## Supplied material:
//! Planner output parsing, validation and normalization.
//!
//! Planner replies are untrusted free text. Each candidate JSON payload is
//! checked against the decision schema, deserialized into a closed raw shape
//! and normalized before any field is used. Anything that does not survive
//! becomes a fixed fallback decision; parsing never fails.

use std::sync::LazyLock;

use jsonschema::{Draft, Validator};
use regex::Regex;
use serde::Deserialize;
use serde_json::Value;
use tracing::{debug, warn};

use crate::core::text::normalize_task_key;
use crate::core::types::{Action, ActionMode, PlannerDecision, SessionPolicy};

const PLANNER_DECISION_SCHEMA: &str =
    include_str!("../../schemas/planner_decision.schema.json");

pub const FALLBACK_RATIONALE: &str = "planner output was not valid JSON";
pub const FALLBACK_MESSAGE: &str =
    "Sorry, I could not work out the next step for this request. Please try rephrasing it.";

static DECISION_VALIDATOR: LazyLock<Validator> = LazyLock::new(|| {
    let schema: Value =
        serde_json::from_str(PLANNER_DECISION_SCHEMA).expect("decision schema is valid json");
    jsonschema::options()
        .with_draft(Draft::Draft202012)
        .build(&schema)
        .expect("decision schema compiles")
});

static FENCED_BLOCK: LazyLock<Regex> = LazyLock::new(|| {
    Regex::new(r"(?s)```([A-Za-z0-9_+-]*)[ \t]*\r?\n?(.*?)```").expect("fenced block regex")
});

/// Where an accepted decision was found in the raw planner text.
#[derive(Debug, Clone, Copy, PartialEq, Eq)]
pub enum DecisionSource {
    /// The whole reply was a JSON document.
    Direct,
    /// A fenced code block.
    Fenced,
    /// The span between the first `{` and the last `}`.
    Braces,
    /// Nothing usable; the fixed fallback was returned.
    Fallback,
}

#[derive(Debug, Clone, PartialEq, Eq)]
pub struct ParsedDecision {
    pub decision: PlannerDecision,
    pub source: DecisionSource,
}

/// Parse raw planner text into a validated decision, or the fallback.
pub fn parse_planner_output(raw: &str) -> ParsedDecision {
    let mut candidates = vec![(DecisionSource::Direct, raw.trim())];
    candidates.extend(
        fenced_blocks(raw)
            .into_iter()
            .map(|block| (DecisionSource::Fenced, block)),
    );
    candidates.extend(brace_span(raw).map(|span| (DecisionSource::Braces, span)));

    for (source, candidate) in candidates {
        match decode_candidate(candidate) {
            Ok(decision) => {
                debug!(?source, action = decision.action.kind(), "planner decision accepted");
                return ParsedDecision { decision, source };
            }
            Err(reason) => debug!(?source, %reason, "planner candidate rejected"),
        }
    }

    warn!(raw_len = raw.len(), "planner output unusable, using fallback decision");
    ParsedDecision {
        decision: fallback_decision(),
        source: DecisionSource::Fallback,
    }
}

/// The fixed safe decision used when planner output cannot be trusted.
pub fn fallback_decision() -> PlannerDecision {
    PlannerDecision {
        rationale: FALLBACK_RATIONALE.to_string(),
        action: Action::RespondUser {
            message: FALLBACK_MESSAGE.to_string(),
            mode: ActionMode::Direct,
        },
    }
}

/// Non-empty fenced blocks, json-tagged ones first, each group in order.
fn fenced_blocks(raw: &str) -> Vec<&str> {
    let (mut tagged, untagged): (Vec<_>, Vec<_>) = FENCED_BLOCK
        .captures_iter(raw)
        .filter_map(|caps| {
            let body = caps.get(2)?.as_str().trim();
            let is_json = caps
                .get(1)
                .is_some_and(|lang| lang.as_str().eq_ignore_ascii_case("json"));
            (!body.is_empty()).then_some((is_json, body))
        })
        .partition(|(is_json, _)| *is_json);
    tagged.extend(untagged);
    tagged.into_iter().map(|(_, body)| body).collect()
}

fn brace_span(raw: &str) -> Option<&str> {
    let start = raw.find('{')?;
    let end = raw.rfind('}')?;
    (start < end).then(|| &raw[start..=end])
}

fn decode_candidate(candidate: &str) -> Result<PlannerDecision, String> {
    let value: Value = serde_json::from_str(candidate).map_err(|err| err.to_string())?;
    let errors: Vec<String> = DECISION_VALIDATOR
        .iter_errors(&value)
        .map(|err| err.to_string())
        .collect();
    if !errors.is_empty() {
        return Err(errors.join("; "));
    }
    let raw: RawDecision = serde_json::from_value(value).map_err(|err| err.to_string())?;
    normalize(raw)
}

#[derive(Debug, Deserialize)]
struct RawDecision {
    #[serde(default)]
    rationale: Option<String>,
    action: RawAction,
}

#[derive(Debug, Deserialize)]
#[serde(
    tag = "type",
    rename_all = "snake_case",
    rename_all_fields = "camelCase"
)]
enum RawAction {
    DelegateToAgent {
        target_agent_id: String,
        message: String,
        #[serde(default)]
        expected_output: Option<String>,
        #[serde(default)]
        mode: Option<ActionMode>,
        #[serde(default)]
        task_key: Option<String>,
        #[serde(default)]
        session_policy: Option<SessionPolicy>,
    },
    ReadWorkspaceFile {
        path: String,
        #[serde(default)]
        mode: Option<ActionMode>,
    },
    WriteWorkspaceFile {
        path: String,
        content: String,
        #[serde(default)]
        mode: Option<ActionMode>,
    },
    InstallSkill {
        skill_name: String,
        #[serde(default)]
        target_agent_id: Option<String>,
        #[serde(default)]
        source_path: Option<String>,
        #[serde(default)]
        description: Option<String>,
        #[serde(default)]
        content: Option<String>,
        #[serde(default)]
        mode: Option<ActionMode>,
    },
    RespondUser {
        message: String,
        #[serde(default)]
        mode: Option<ActionMode>,
    },
    Finish {
        message: String,
        #[serde(default)]
        mode: Option<ActionMode>,
    },
}

fn normalize(raw: RawDecision) -> Result<PlannerDecision, String> {
    let rationale = raw.rationale.unwrap_or_default().trim().to_string();
    let action = match raw.action {
        RawAction::DelegateToAgent {
            target_agent_id,
            message,
            expected_output,
            mode,
            task_key,
            session_policy,
        } => Action::DelegateToAgent {
            target_agent_id: required_id(&target_agent_id, "targetAgentId")?,
            message: required_text(&message, "message")?,
            expected_output: optional_text(expected_output),
            mode: mode.unwrap_or(ActionMode::Hybrid),
            task_key: task_key.as_deref().and_then(normalize_task_key),
            session_policy: session_policy.unwrap_or(SessionPolicy::Auto),
        },
        RawAction::ReadWorkspaceFile { path, mode } => Action::ReadWorkspaceFile {
            path: required_text(&path, "path")?,
            mode: mode.unwrap_or(ActionMode::Hybrid),
        },
        RawAction::WriteWorkspaceFile {
            path,
            content,
            mode,
        } => Action::WriteWorkspaceFile {
            path: required_text(&path, "path")?,
            content,
            mode: mode.unwrap_or(ActionMode::Direct),
        },
        RawAction::InstallSkill {
            skill_name,
            target_agent_id,
            source_path,
            description,
            content,
            mode,
        } => Action::InstallSkill {
            skill_name: required_text(&skill_name, "skillName")?,
            target_agent_id: optional_text(target_agent_id).map(|id| id.to_lowercase()),
            source_path: optional_text(source_path),
            description: optional_text(description),
            content: content.filter(|c| !c.trim().is_empty()),
            mode: mode.unwrap_or(ActionMode::Direct),
        },
        RawAction::RespondUser { message, mode } => Action::RespondUser {
            message: message.trim().to_string(),
            mode: mode.unwrap_or(ActionMode::Direct),
        },
        RawAction::Finish { message, mode } => Action::Finish {
            message: message.trim().to_string(),
            mode: mode.unwrap_or(ActionMode::Direct),
        },
    };
    Ok(PlannerDecision { rationale, action })
}

fn required_text(value: &str, field: &str) -> Result<String, String> {
    let trimmed = value.trim();
    if trimmed.is_empty() {
        return Err(format!("{field} must not be blank"));
    }
    Ok(trimmed.to_string())
}

fn required_id(value: &str, field: &str) -> Result<String, String> {
    required_text(value, field).map(|id| id.to_lowercase())
}

fn optional_text(value: Option<String>) -> Option<String> {
    value
        .map(|v| v.trim().to_string())
        .filter(|v| !v.is_empty())
}
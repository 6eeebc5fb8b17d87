//! Engine configuration stored under `.conductor/config.toml`.

use std::collections::BTreeMap;
use std::fs;
use std::path::Path;

use anyhow::{Context, Result, anyhow};
use regex::Regex;
use serde::{Deserialize, Serialize};

/// Engine configuration (TOML).
///
/// Human-edited; missing fields fall back to the defaults below.
#[derive(Debug, Clone, Serialize, Deserialize, PartialEq, Eq)]
#[serde(default)]
pub struct ConductorConfig {
    /// Well-known agent id that routing falls back to and that plans the loop.
    pub orchestrator_agent_id: String,

    /// Planner iterations before the loop stops with `step_limit`.
    pub max_orchestration_steps: u32,

    /// Cumulative delegations before the loop stops with `delegation_limit`.
    pub max_delegation_steps: u32,

    /// Character budget for the shared notes quoted in prompts and stop messages.
    pub notes_budget_chars: usize,

    /// Size of the recent-events window shown to the planner.
    pub recent_events: usize,

    /// Cap for the one-line note recorded after each delegation.
    pub delegation_note_chars: usize,

    /// Byte budget for the rendered planner prompt.
    pub prompt_budget_bytes: usize,

    /// Wall-clock budget for a single provider turn.
    pub agent_timeout_secs: u64,

    /// Truncate provider stdout/stderr beyond this many bytes.
    pub agent_output_limit_bytes: usize,

    /// Session history length that triggers compaction.
    pub session_max_messages: usize,

    pub providers: BTreeMap<String, ProviderConfig>,
}

/// How to launch one provider CLI.
///
/// `command` starts a fresh session and may use `{new_session_id}`;
/// `resume_command` continues one and may use `{provider_session_id}`.
/// The prompt is always written to stdin.
#[derive(Debug, Clone, Serialize, Deserialize, PartialEq, Eq)]
pub struct ProviderConfig {
    pub command: Vec<String>,
    #[serde(default)]
    pub resume_command: Vec<String>,
    /// Regex with one capture group locating the provider session id in output.
    #[serde(default, skip_serializing_if = "Option::is_none")]
    pub session_id_pattern: Option<String>,
}

fn argv(parts: &[&str]) -> Vec<String> {
    parts.iter().map(|part| (*part).to_string()).collect()
}

fn default_providers() -> BTreeMap<String, ProviderConfig> {
    let mut providers = BTreeMap::new();
    providers.insert(
        "claude".to_string(),
        ProviderConfig {
            command: argv(&["claude", "-p", "--session-id", "{new_session_id}"]),
            resume_command: argv(&["claude", "-p", "--resume", "{provider_session_id}"]),
            session_id_pattern: None,
        },
    );
    providers.insert(
        "codex".to_string(),
        ProviderConfig {
            command: argv(&["codex", "exec", "-"]),
            resume_command: argv(&["codex", "exec", "resume", "{provider_session_id}", "-"]),
            session_id_pattern: Some(r"session id:\s*([0-9a-fA-F-]{36})".to_string()),
        },
    );
    providers
}

impl Default for ConductorConfig {
    fn default() -> Self {
        Self {
            orchestrator_agent_id: "orchestrator".to_string(),
            max_orchestration_steps: 10,
            max_delegation_steps: 6,
            notes_budget_chars: 8_000,
            recent_events: 8,
            delegation_note_chars: 600,
            prompt_budget_bytes: 40_000,
            agent_timeout_secs: 30 * 60,
            agent_output_limit_bytes: 200_000,
            session_max_messages: 40,
            providers: default_providers(),
        }
    }
}

impl ConductorConfig {
    pub fn validate(&self) -> Result<()> {
        if self.orchestrator_agent_id.trim().is_empty() {
            return Err(anyhow!("orchestrator_agent_id must be non-empty"));
        }
        if self.max_orchestration_steps == 0 {
            return Err(anyhow!("max_orchestration_steps must be > 0"));
        }
        if self.max_delegation_steps == 0 {
            return Err(anyhow!("max_delegation_steps must be > 0"));
        }
        if self.notes_budget_chars == 0 {
            return Err(anyhow!("notes_budget_chars must be > 0"));
        }
        if self.delegation_note_chars == 0 {
            return Err(anyhow!("delegation_note_chars must be > 0"));
        }
        if self.prompt_budget_bytes == 0 {
            return Err(anyhow!("prompt_budget_bytes must be > 0"));
        }
        if self.agent_timeout_secs == 0 {
            return Err(anyhow!("agent_timeout_secs must be > 0"));
        }
        if self.agent_output_limit_bytes == 0 {
            return Err(anyhow!("agent_output_limit_bytes must be > 0"));
        }
        if self.session_max_messages < 2 {
            return Err(anyhow!("session_max_messages must be >= 2"));
        }
        for (id, provider) in &self.providers {
            provider
                .validate()
                .with_context(|| format!("providers.{id}"))?;
        }
        Ok(())
    }

    pub fn provider(&self, provider_id: &str) -> Option<&ProviderConfig> {
        self.providers.get(provider_id)
    }
}

impl ProviderConfig {
    fn validate(&self) -> Result<()> {
        if self.command.first().is_none_or(|cmd| cmd.trim().is_empty()) {
            return Err(anyhow!("command must be a non-empty array"));
        }
        if let Some(first) = self.resume_command.first()
            && first.trim().is_empty()
        {
            return Err(anyhow!("resume_command must start with a program"));
        }
        if let Some(pattern) = &self.session_id_pattern {
            let regex = Regex::new(pattern)
                .with_context(|| format!("session_id_pattern is not a valid regex: {pattern}"))?;
            if regex.captures_len() < 2 {
                return Err(anyhow!("session_id_pattern must contain a capture group"));
            }
        }
        Ok(())
    }
}

/// Load config from a TOML file.
///
/// If the file is missing, returns `ConductorConfig::default()`.
pub fn load_config(path: &Path) -> Result<ConductorConfig> {
    if !path.exists() {
        let cfg = ConductorConfig::default();
        cfg.validate()?;
        return Ok(cfg);
    }
    let contents = fs::read_to_string(path).with_context(|| format!("read {}", path.display()))?;
    let cfg: ConductorConfig =
        toml::from_str(&contents).with_context(|| format!("parse {}", path.display()))?;
    cfg.validate()
        .with_context(|| format!("validate {}", path.display()))?;
    Ok(cfg)
}

/// Atomically write config to disk (temp file + rename).
pub fn write_config(path: &Path, cfg: &ConductorConfig) -> Result<()> {
    cfg.validate()?;
    let mut buf = toml::to_string_pretty(cfg).context("serialize config toml")?;
    buf.push('\n');
    write_atomic(path, &buf)
}

fn write_atomic(path: &Path, contents: &str) -> Result<()> {
    let parent = path
        .parent()
        .with_context(|| format!("config path missing parent {}", path.display()))?;
    fs::create_dir_all(parent).with_context(|| format!("create directory {}", parent.display()))?;
    let tmp_path = path.with_extension("toml.tmp");
    fs::write(&tmp_path, contents)
        .with_context(|| format!("write temp config {}", tmp_path.display()))?;
    fs::rename(&tmp_path, path).with_context(|| format!("replace config {}", path.display()))?;
    Ok(())
}
//! Run traces written once per run to `.conductor/runs/<runId>.json`.

use std::fs::{self, OpenOptions};
use std::io::Write;
use std::path::Path;

use anyhow::{Context, Result};
use tracing::{debug, instrument};

use crate::core::types::RunTrace;

/// Write `trace` to `path`, refusing to overwrite an existing trace.
#[instrument(skip_all, fields(run_id = %trace.run_id, path = %path.display()))]
pub fn write_trace(path: &Path, trace: &RunTrace) -> Result<()> {
    let parent = path
        .parent()
        .with_context(|| format!("trace path missing parent {}", path.display()))?;
    fs::create_dir_all(parent).with_context(|| format!("create directory {}", parent.display()))?;

    let mut buf = serde_json::to_string_pretty(trace).context("serialize run trace")?;
    buf.push('\n');

    let mut file = OpenOptions::new()
        .write(true)
        .create_new(true)
        .open(path)
        .with_context(|| format!("create trace {}", path.display()))?;
    file.write_all(buf.as_bytes())
        .with_context(|| format!("write trace {}", path.display()))?;
    debug!(bytes = buf.len(), "trace written");
    Ok(())
}

pub fn load_trace(path: &Path) -> Result<RunTrace> {
    let contents =
        fs::read_to_string(path).with_context(|| format!("read trace {}", path.display()))?;
    serde_json::from_str(&contents).with_context(|| format!("parse trace {}", path.display()))
}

## Directions for this task:
For each line in the records that holds "missing", show that line as it stands.

## Exercise solution:
/// Human-edited; missing fields fall back to the defaults below.
/// If the file is missing, returns `ConductorConfig::default()`.
        .with_context(|| format!("config path missing parent {}", path.display()))?;
        .with_context(|| format!("trace path missing parent {}", path.display()))?;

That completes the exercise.